** Exercise **
Reproduce the full listing that follows, matching it exactly.

BEGIN

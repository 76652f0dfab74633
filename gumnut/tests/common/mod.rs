//! A tiny s-expression notation for test trees.
//!
//! `(kind child...)` is an inner node, `kind` or `kind:value` a leaf, and
//! `(kind:value child...)` an inner node with a value:
//!
//! ```text
//! (module (func:main (param:argc) (block ret:0)))
//! ```

#![allow(dead_code)]

use gumnut::LabeledTree;
use gumnut::indextree::NodeId;

#[derive(Debug, PartialEq)]
enum Token<'a> {
    Open,
    Close,
    Atom(&'a str),
}

fn tokenize(input: &str) -> Vec<Token<'_>> {
    let mut tokens = Vec::new();
    let mut start = None;
    for (i, c) in input.char_indices() {
        if c == '(' || c == ')' || c.is_whitespace() {
            if let Some(s) = start.take() {
                tokens.push(Token::Atom(&input[s..i]));
            }
            match c {
                '(' => tokens.push(Token::Open),
                ')' => tokens.push(Token::Close),
                _ => {}
            }
        } else if start.is_none() {
            start = Some(i);
        }
    }
    if let Some(s) = start {
        tokens.push(Token::Atom(&input[s..]));
    }
    tokens
}

fn split_atom(atom: &str) -> (String, String) {
    match atom.split_once(':') {
        Some((kind, value)) => (kind.to_string(), value.to_string()),
        None => (atom.to_string(), String::new()),
    }
}

/// Parse one tree.
///
/// # Panics
///
/// Panics on malformed input.
pub fn parse(input: &str) -> LabeledTree<String> {
    let tokens = tokenize(input);
    let mut pos = 0;

    let (kind, value, is_open) = head(&tokens, &mut pos);
    let mut tree = LabeledTree::new(kind, value);
    if is_open {
        let root = tree.root;
        children(&tokens, &mut pos, &mut tree, root);
    }
    assert_eq!(pos, tokens.len(), "trailing input in {input:?}");
    tree
}

/// Read a node's label; returns whether the node was parenthesized.
fn head(tokens: &[Token<'_>], pos: &mut usize) -> (String, String, bool) {
    match tokens.get(*pos) {
        Some(Token::Atom(atom)) => {
            *pos += 1;
            let (kind, value) = split_atom(atom);
            (kind, value, false)
        }
        Some(Token::Open) => match tokens.get(*pos + 1) {
            Some(Token::Atom(atom)) => {
                *pos += 2;
                let (kind, value) = split_atom(atom);
                (kind, value, true)
            }
            other => panic!("expected a label after '(', got {other:?}"),
        },
        other => panic!("expected a node, got {other:?}"),
    }
}

/// Read children up to and including the closing paren.
fn children(tokens: &[Token<'_>], pos: &mut usize, tree: &mut LabeledTree<String>, parent: NodeId) {
    loop {
        if tokens.get(*pos) == Some(&Token::Close) {
            *pos += 1;
            return;
        }
        let (kind, value, is_open) = head(tokens, pos);
        let child = tree.add_child(parent, kind, value);
        if is_open {
            children(tokens, pos, tree, child);
        }
    }
}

END

** Result of this exercise **
repository 76652f0dfab74633
filename gumnut/tests/common/mod.rs
//! A tiny s-expression notation for test trees.
//!
//! `(kind child...)` is an inner node, `kind` or `kind:value` a leaf, and
//! `(kind:value child...)` an inner node with a value:
//!
//! ```text
//! (module (func:main (param:argc) (block ret:0)))
//! ```

#![allow(dead_code)]

use gumnut::LabeledTree;
use gumnut::indextree::NodeId;

#[derive(Debug, PartialEq)]
enum Token<'a> {
    Open,
    Close,
    Atom(&'a str),
}

fn tokenize(input: &str) -> Vec<Token<'_>> {
    let mut tokens = Vec::new();
    let mut start = None;
    for (i, c) in input.char_indices() {
        if c == '(' || c == ')' || c.is_whitespace() {
            if let Some(s) = start.take() {
                tokens.push(Token::Atom(&input[s..i]));
            }
            match c {
                '(' => tokens.push(Token::Open),
                ')' => tokens.push(Token::Close),
                _ => {}
            }
        } else if start.is_none() {
            start = Some(i);
        }
    }
    if let Some(s) = start {
        tokens.push(Token::Atom(&input[s..]));
    }
    tokens
}

fn split_atom(atom: &str) -> (String, String) {
    match atom.split_once(':') {
        Some((kind, value)) => (kind.to_string(), value.to_string()),
        None => (atom.to_string(), String::new()),
    }
}

/// Parse one tree.
///
/// # Panics
///
/// Panics on malformed input.
pub fn parse(input: &str) -> LabeledTree<String> {
    let tokens = tokenize(input);
    let mut pos = 0;

    let (kind, value, is_open) = head(&tokens, &mut pos);
    let mut tree = LabeledTree::new(kind, value);
    if is_open {
        let root = tree.root;
        children(&tokens, &mut pos, &mut tree, root);
    }
    assert_eq!(pos, tokens.len(), "trailing input in {input:?}");
    tree
}

/// Read a node's label; returns whether the node was parenthesized.
fn head(tokens: &[Token<'_>], pos: &mut usize) -> (String, String, bool) {
    match tokens.get(*pos) {
        Some(Token::Atom(atom)) => {
            *pos += 1;
            let (kind, value) = split_atom(atom);
            (kind, value, false)
        }
        Some(Token::Open) => match tokens.get(*pos + 1) {
            Some(Token::Atom(atom)) => {
                *pos += 2;
                let (kind, value) = split_atom(atom);
                (kind, value, true)
            }
            other => panic!("expected a label after '(', got {other:?}"),
        },
        other => panic!("expected a node, got {other:?}"),
    }
}

/// Read children up to and including the closing paren.
fn children(tokens: &[Token<'_>], pos: &mut usize, tree: &mut LabeledTree<String>, parent: NodeId) {
    loop {
        if tokens.get(*pos) == Some(&Token::Close) {
            *pos += 1;
            return;
        }
        let (kind, value, is_open) = head(tokens, pos);
        let child = tree.add_child(parent, kind, value);
        if is_open {
            children(tokens, pos, tree, child);
        }
    }
}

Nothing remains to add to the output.